Alex comes up behind her, and a warm hand lands on her shoulder. It’s the first time Alex has touched her in a non-professional way, in their old friend way, since that night at the bar, and she realizes how much she missed it. She missed her friend, and even though it was for the best that they spend a little time apart, that doesn’t mean it didn’t suck. She covers Alex’s hand with hers and for a moment takes comfort from the connection.

“I’ll call it in,” Maggie says. She pats Alex’s hand and leaves the bedroom, finding Supergirl waiting respectfully in the living room. 

“He’s got a lot of mail piled up,” says Supergirl.

“He was a slob and kind of a shut-in so that’s not the best indicator of the last time he went out,” Maggie says glumly. She notices how Supergirl picks up the glumness too and tries again. “But it’ll help us establish a general range. You wanna help me talk to his neighbors?”

“Me?” Supergirl asks, pointing to her own chest. 

“Yeah, I think they’ll open up more if they see you’re involved. Make them feel safer about talking.”

“Gosh. Sure.” Supergirl is back to her previous enthusiasm levels, already looking impatiently at the door. She seems to gather herself a bit when she notices Maggie not heading out right away. “I’m still learning to do this part. The asking questions part. It’s part of my day-” Abruptly her mouth clicks shut. “Uh part of my days at the DEO now. Because I want to do more than just fly and punch things.”

That is very distinctly not what she meant to say, which Maggie files away for later. “Let’s secure the scene first, then when backup arrives we’ll ask questions,” she says.

They spend the time walking around the house, looking for evidence. Maggie tries not to think about how if she’d only come and checked on the guy sooner, he might still be alive. He was a terrible CI and she hadn’t really expected this to pan out, but with his death she knows they’re probably close to something relevant, and it sucks that he died for it.

Maggie is right about the neighbors, though. A lot of them are only too happy to help Supergirl, especially one old lady across the street who doesn’t speak a ton of English but holds Supergirl’s hand to her forehead and says something that might be a blessing. “Oh, your gutters are loose,” says Supergirl, who spends the next twenty minutes fixing things around the lady’s house while Maggie continues questioning people.
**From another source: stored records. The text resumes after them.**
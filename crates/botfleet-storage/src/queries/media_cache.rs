// SPDX-FileCopyrightText: 2026 Botfleet Contributors
// SPDX-License-Identifier: MIT OR Apache-2.0

//! Per-bot media file-id cache.
//!
//! Identifiers are hints: the first "expired identifier" error
//! invalidates the row, the next successful upload repopulates it.

use botfleet_core::FleetError;
use rusqlite::params;

use crate::database::{map_tr_err, Database};

pub async fn lookup(
    db: &Database,
    bot_id: i64,
    original_file_id: &str,
) -> Result<Option<String>, FleetError> {
    let original = original_file_id.to_string();
    db.connection()
        .call(move |conn| {
            let mut stmt = conn.prepare(
                "SELECT cached_file_id FROM media_cache
                 WHERE bot_id = ?1 AND original_file_id = ?2",
            )?;
            let mut rows =
                stmt.query_map(params![bot_id, original], |row| row.get::<_, String>(0))?;
            Ok(rows.next().transpose()?)
        })
        .await
        .map_err(map_tr_err)
}

pub async fn store(
    db: &Database,
    bot_id: i64,
    original_file_id: &str,
    cached_file_id: &str,
    media_kind: &str,
) -> Result<(), FleetError> {
    let original = original_file_id.to_string();
    let cached = cached_file_id.to_string();
    let kind = media_kind.to_string();
    db.connection()
        .call(move |conn| {
            conn.execute(
                "INSERT INTO media_cache (bot_id, original_file_id, cached_file_id, media_kind)
                 VALUES (?1, ?2, ?3, ?4)
                 ON CONFLICT (bot_id, original_file_id)
                 DO UPDATE SET cached_file_id = excluded.cached_file_id,
                               media_kind = excluded.media_kind",
                params![bot_id, original, cached, kind],
            )?;
            Ok(())
        })
        .await
        .map_err(map_tr_err)
}

pub async fn invalidate(
    db: &Database,
    bot_id: i64,
    original_file_id: &str,
) -> Result<(), FleetError> {
    let original = original_file_id.to_string();
    db.connection()
        .call(move |conn| {
            conn.execute(
                "DELETE FROM media_cache WHERE bot_id = ?1 AND original_file_id = ?2",
                params![bot_id, original],
            )?;
            Ok(())
        })
        .await
        .map_err(map_tr_err)
}

#[cfg(test)]
mod tests {
    use super::*;
    use crate::queries::bots;

    #[tokio::test]
    async fn store_lookup_invalidate_cycle() {
        let db = Database::open_in_memory().await.unwrap();
        let bot_id = bots::insert_test_bot(&db, 1).await;

        assert!(lookup(&db, bot_id, "orig-1").await.unwrap().is_none());

        store(&db, bot_id, "orig-1", "cached-1", "photo").await.unwrap();
        assert_eq!(
            lookup(&db, bot_id, "orig-1").await.unwrap().as_deref(),
            Some("cached-1")
        );

        // Re-store overwrites (re-resolution after an expired id).
        store(&db, bot_id, "orig-1", "cached-2", "photo").await.unwrap();
        assert_eq!(
            lookup(&db, bot_id, "orig-1").await.unwrap().as_deref(),
            Some("cached-2")
        );

        invalidate(&db, bot_id, "orig-1").await.unwrap();
        assert!(lookup(&db, bot_id, "orig-1").await.unwrap().is_none());
    }

    #[tokio::test]
    async fn cache_is_scoped_per_bot() {
        let db = Database::open_in_memory().await.unwrap();
        let bot_a = bots::insert_test_bot(&db, 1).await;
        let bot_b = bots::insert_test_bot(&db, 1).await;

        store(&db, bot_a, "orig", "cached-a", "video").await.unwrap();
        assert!(lookup(&db, bot_b, "orig").await.unwrap().is_none());
    }
}
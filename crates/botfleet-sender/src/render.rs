// SPDX-FileCopyrightText: 2026 Botfleet Contributors
// SPDX-License-Identifier: MIT OR Apache-2.0

//! Text rendering for outbound blocks: `{pix}` substitution, reply
//! splitting and the human-typing delay heuristic.

use botfleet_config::model::SenderConfig;

/// Placeholder substituted with the PIX copy-and-paste code.
pub const PIX_PLACEHOLDER: &str = "{pix}";

/// Code shown during admin previews instead of a real charge.
pub const PREVIEW_PIX_CODE: &str = "PREVIEW_PIX_CODE";

/// Substitutes the `{pix}` placeholder.
///
/// Preview mode always renders [`PREVIEW_PIX_CODE`]; outside preview a
/// missing code leaves the placeholder visible rather than inventing a
/// charge.
pub fn render_pix(text: &str, pix_code: Option<&str>, preview: bool) -> String {
    if !text.contains(PIX_PLACEHOLDER) {
        return text.to_string();
    }
    let code = if preview {
        PREVIEW_PIX_CODE
    } else {
        match pix_code {
            Some(code) => code,
            None => return text.to_string(),
        }
    };
    text.replace(PIX_PLACEHOLDER, code)
}

/// Splits an LLM reply on `|` into sequential messages.
pub fn split_reply(text: &str) -> Vec<String> {
    if !text.contains('|') {
        return if text.trim().is_empty() {
            Vec::new()
        } else {
            vec![text.to_string()]
        };
    }
    text.split('|')
        .map(str::trim)
        .filter(|part| !part.is_empty())
        .map(str::to_string)
        .collect()
}

/// Natural typing delay from text length, clamped to the configured
/// bounds.
pub fn typing_delay_secs(text: &str, config: &SenderConfig) -> f64 {
    if text.is_empty() {
        return config.min_typing_delay_secs;
    }
    let chars_per_second = (config.typing_chars_per_minute / 60.0).max(1.0);
    let natural = text.chars().count() as f64 / chars_per_second;
    natural.clamp(config.min_typing_delay_secs, config.max_typing_delay_secs)
}
// SPDX-FileCopyrightText: 2026 Botfleet Contributors
// SPDX-License-Identifier: MIT OR Apache-2.0

//! Prompt assembly for the conversation engine.
//!
//! System prompt = general prompt + current phase prompt + action-status
//! lines (for tracked actions) + the phase prompt of an armed upsell.
//! Messages = bounded history + the current user turn.

use botfleet_llm::ChatMessage;
use botfleet_storage::{Action, AiConfig, HistoryEntry, Phase};

/// Per-user action status line feeding the prompt.
pub struct ActionStatusLine<'a> {
    pub action: &'a Action,
    pub status: &'a str,
}

/// Builds the system prompt.
pub fn system_prompt(
    config: &AiConfig,
    current_phase: Option<&Phase>,
    action_statuses: &[ActionStatusLine<'_>],
    armed_upsell_prompt: Option<&str>,
) -> String {
    let mut prompt = config
        .general_prompt
        .clone()
        .unwrap_or_else(|| "Você é um assistente útil.".to_string());

    if let Some(phase) = current_phase {
        prompt.push_str("\n\n");
        prompt.push_str(&phase.prompt);
    }

    if !action_statuses.is_empty() {
        prompt.push_str("\n\nStatus das ações:");
        for line in action_statuses {
            prompt.push_str(&format!("\n- {}: {}", line.action.name, line.status));
        }
    }

    if let Some(upsell_prompt) = armed_upsell_prompt {
        prompt.push_str("\n\n");
        prompt.push_str(upsell_prompt);
    }

    prompt
}

/// Builds the full message list for one completion call.
pub fn build_messages(
    system: String,
    history: &[HistoryEntry],
    user_text: &str,
) -> Vec<ChatMessage> {
    let mut messages = Vec::with_capacity(history.len() + 2);
    messages.push(ChatMessage::system(system));
    for entry in history {
        match entry.role.as_str() {
            "assistant" => messages.push(ChatMessage::assistant(entry.content.clone())),
            _ => messages.push(ChatMessage::user(entry.content.clone())),
        }
    }
    messages.push(ChatMessage::user(user_text.to_string()));
    messages
}
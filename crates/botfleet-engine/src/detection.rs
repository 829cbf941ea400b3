// SPDX-FileCopyrightText: 2026 Botfleet Contributors
// SPDX-License-Identifier: MIT OR Apache-2.0

//! Trigger detection over LLM output.
//!
//! Names and terms match by case-insensitive containment; when several
//! entities match, the first in config order wins. The substitution
//! policy decides whether the triggering message is replaced by the
//! block sequence or kept with the sequence appended.

/// Case-insensitive containment, embedded matches allowed.
pub fn contains_term(haystack: &str, term: &str) -> bool {
    if term.is_empty() {
        return false;
    }
    haystack.to_lowercase().contains(&term.to_lowercase())
}

/// First matching entity in config order.
pub fn first_match<'a, T>(
    message: &str,
    entities: &'a [T],
    term_of: impl Fn(&T) -> Option<&str>,
) -> Option<&'a T> {
    entities
        .iter()
        .find(|entity| term_of(entity).is_some_and(|term| contains_term(message, term)))
}

/// Substitution policy: replace the LLM message when the mention is
/// >= 70 % of the total length and the total is under 50 characters;
/// otherwise append the block sequence after it.
pub fn should_replace_message(message: &str, term: &str) -> bool {
    let message_len = message.trim().chars().count();
    if message_len == 0 {
        return true;
    }
    if message_len >= 50 {
        return false;
    }
    let term_len = term.chars().count();
    (term_len as f64) >= 0.7 * (message_len as f64)
}
// SPDX-FileCopyrightText: 2026 Botfleet Contributors
// SPDX-License-Identifier: MIT OR Apache-2.0

//! Configuration model structs.
//!
//! All structs use `#[serde(deny_unknown_fields)]` so typos in config
//! keys fail loudly at startup.

use std::collections::HashMap;

use serde::{Deserialize, Serialize};

/// Top-level botfleet configuration.
#[derive(Debug, Clone, Default, Deserialize, Serialize)]
#[serde(deny_unknown_fields)]
pub struct FleetConfig {
    #[serde(default)]
    pub app: AppConfig,
    #[serde(default)]
    pub manager: ManagerConfig,
    #[serde(default)]
    pub storage: StorageConfig,
    #[serde(default)]
    pub redis: RedisConfig,
    #[serde(default)]
    pub security: SecurityConfig,
    #[serde(default)]
    pub ingress: IngressConfig,
    #[serde(default)]
    pub queue: QueueConfig,
    #[serde(default)]
    pub circuit_breaker: CircuitBreakerSection,
    #[serde(default)]
    pub llm: LlmConfig,
    #[serde(default)]
    pub whisper: WhisperConfig,
    #[serde(default)]
    pub pricing: PricingConfig,
    #[serde(default)]
    pub payments: PaymentsConfig,
    #[serde(default)]
    pub notifications: NotificationsConfig,
    #[serde(default)]
    pub sender: SenderConfig,
    #[serde(default)]
    pub recovery: RecoverySection,
}

/// Application environment and logging.
#[derive(Debug, Clone, Deserialize, Serialize)]
#[serde(deny_unknown_fields)]
pub struct AppConfig {
    /// One of dev, staging, prod. Toggles log verbosity and safety nets.
    #[serde(default = "default_app_env")]
    pub env: String,
    #[serde(default = "default_log_level")]
    pub log_level: String,
    /// Accepted for parity with the deployment env; recorded at startup.
    #[serde(default)]
    pub sentry_dsn: Option<String>,
}

impl Default for AppConfig {
    fn default() -> Self {
        Self {
            env: default_app_env(),
            log_level: default_log_level(),
            sentry_dsn: None,
        }
    }
}

fn default_app_env() -> String {
    "dev".to_string()
}

fn default_log_level() -> String {
    "info".to_string()
}

impl AppConfig {
    pub fn is_prod(&self) -> bool {
        self.env == "prod"
    }
}

/// Manager bot and webhook registration.
#[derive(Debug, Clone, Default, Deserialize, Serialize)]
#[serde(deny_unknown_fields)]
pub struct ManagerConfig {
    /// Token for manager-bot outbound calls. Empty disables the manager.
    #[serde(default)]
    pub bot_token: String,
    /// Value expected in `X-Telegram-Bot-Api-Secret-Token` for /webhook/manager.
    #[serde(default)]
    pub webhook_secret: String,
    /// Public base URL used when registering webhooks.
    #[serde(default = "default_webhook_base_url")]
    pub webhook_base_url: String,
}

fn default_webhook_base_url() -> String {
    "http://localhost:8000".to_string()
}

/// SQLite storage settings.
#[derive(Debug, Clone, Deserialize, Serialize)]
#[serde(deny_unknown_fields)]
pub struct StorageConfig {
    #[serde(default = "default_database_path")]
    pub database_path: String,
    /// Per-call SQL timeout in seconds.
    #[serde(default = "default_sql_timeout")]
    pub timeout_secs: u64,
}

impl Default for StorageConfig {
    fn default() -> Self {
        Self {
            database_path: default_database_path(),
            timeout_secs: default_sql_timeout(),
        }
    }
}

fn default_database_path() -> String {
    "botfleet.db".to_string()
}

fn default_sql_timeout() -> u64 {
    5
}

/// Shared KV / broker settings.
#[derive(Debug, Clone, Deserialize, Serialize)]
#[serde(deny_unknown_fields)]
pub struct RedisConfig {
    /// Empty string selects the in-process KV (tests, single node).
    #[serde(default)]
    pub url: String,
    #[serde(default = "default_redis_max_connections")]
    pub max_connections: u32,
    #[serde(default = "default_kv_timeout")]
    pub timeout_secs: u64,
}

impl Default for RedisConfig {
    fn default() -> Self {
        Self {
            url: String::new(),
            max_connections: default_redis_max_connections(),
            timeout_secs: default_kv_timeout(),
        }
    }
}

fn default_redis_max_connections() -> u32 {
    100
}

fn default_kv_timeout() -> u64 {
    2
}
When she comes back Supergirl has fixed and cleared the gutters, taken out the trash, raked up the dead leaves in the back yard, repainted the inside of her garage, and gone and brought back a couple of bags of groceries.

“Do you take in stray animals too,” Maggie deadpans.

Supergirl’s shoulders droop. “I’m not allowed to adopt animals because I would have too many.”

“Who told you that?” 

“I did,” says Alex, joining them on the sidewalk. “Coroner’s report will take a while, but I got a witness who says he saw someone leaving through the back door this morning who matches the description of one of the suspected links to our guy.”

“Well let’s go get him,” says Supergirl, back in crimefighting mode, hands on her hips.

“You have…” Alex motions to her own cheek.

“Oh,” says Supergirl, and rubs off the eggshell paint on her face.

*

Working with Alex and Supergirl is fun. It’s definitely fun having a perp try to take off, only to run bodily into a red-and-blue immovable object, bounce onto the concrete, and immediately give up. Maggie likes it when they give up easily. She’s almost ready to take a request to her boss for an arrest warrant for their guy by the end of the day, and that’s the only reason why she asks Alex to go out for a drink at their usual spot. It’s not that she’s spent the whole day watching Alex be competent at her job and patient and kind with her friend, Supergirl. It’s that they’re just two law enforcement officers who need to get off their feet after pounding the pavement for six hours.

Supergirl is invited too, which is how Maggie justifies it as being totally friendly. 

Supergirl looks at Maggie, really looks at her, like she’s using the emotional version of her x-ray vision. And then she looks at Alex and some kind of silent communication goes down, that best friend telepathy that takes years to develop, and she fakes a very unconvincing yawn. “Oh, no, I’m exhausted. I have to get to…rest. For tomorrow. Thanks for the invite though, detective.”

She takes off, and Maggie definitely wishes she could just leave a conversation by flying away.

“How long have you guys known each other?” she asks Alex.

“Sometimes it feels like all our lives,” Alex says, still following Supergirl’s dwindling figure in the sky. She comes back down and smiles at Maggie. “Ready to owe me a drink?”

And so they go to the alien bar, and Maggie loses at pool, and she buys their drinks, and they talk about work, and Alex talks about some of the girls she’s dated over the past couple of months. Ones she met on apps, ones her sister set her up with, even one she met at work. 

“It just, it feels like it was supposed to. Everything my friends always talked about, the fun they had. I finally know what they meant,” Alex says, her hands trying to describe the ineffable over her pint glass. 

“It’s a good feeling,” Maggie agrees. 

“What about you? What about that girl from the art gallery? Um.” Alex thinks for a moment. “Becca?”

Maggie makes a light, dismissive noise. “We were just having fun for a while.”

“Oh, I’m sorry,” Alex says sincerely.

“Don’t be. We were just hanging out, maybe seeing if it turned into anything. No hard feelings on either side.” This is undoubtedly the greatest acting job Maggie has ever pulled because Alex is nodding along like she buys all of it, like Maggie isn’t dying a little bit on the inside as she hears Alex describe all these undoubtedly beautiful women who just weren’t quite right for her but were definitely a lot of fun.

Alex looks at her watch. “Well, I gotta run.”

“Hot date?” Maggie asks, not really teasing.

Alex pulls her jacket off the stool, pulling it on in one smooth move. “I learned from the best, Sawyer. Don’t keep a lady waiting.” She drops a few bills on the bar top and then she’s gone and Maggie is left with her drink and the feeling that she’s going to have to do something about her life, and soon.

*

When in doubt, call your mother.

“I’m stuck and I don’t know how to get out of it,” she confesses.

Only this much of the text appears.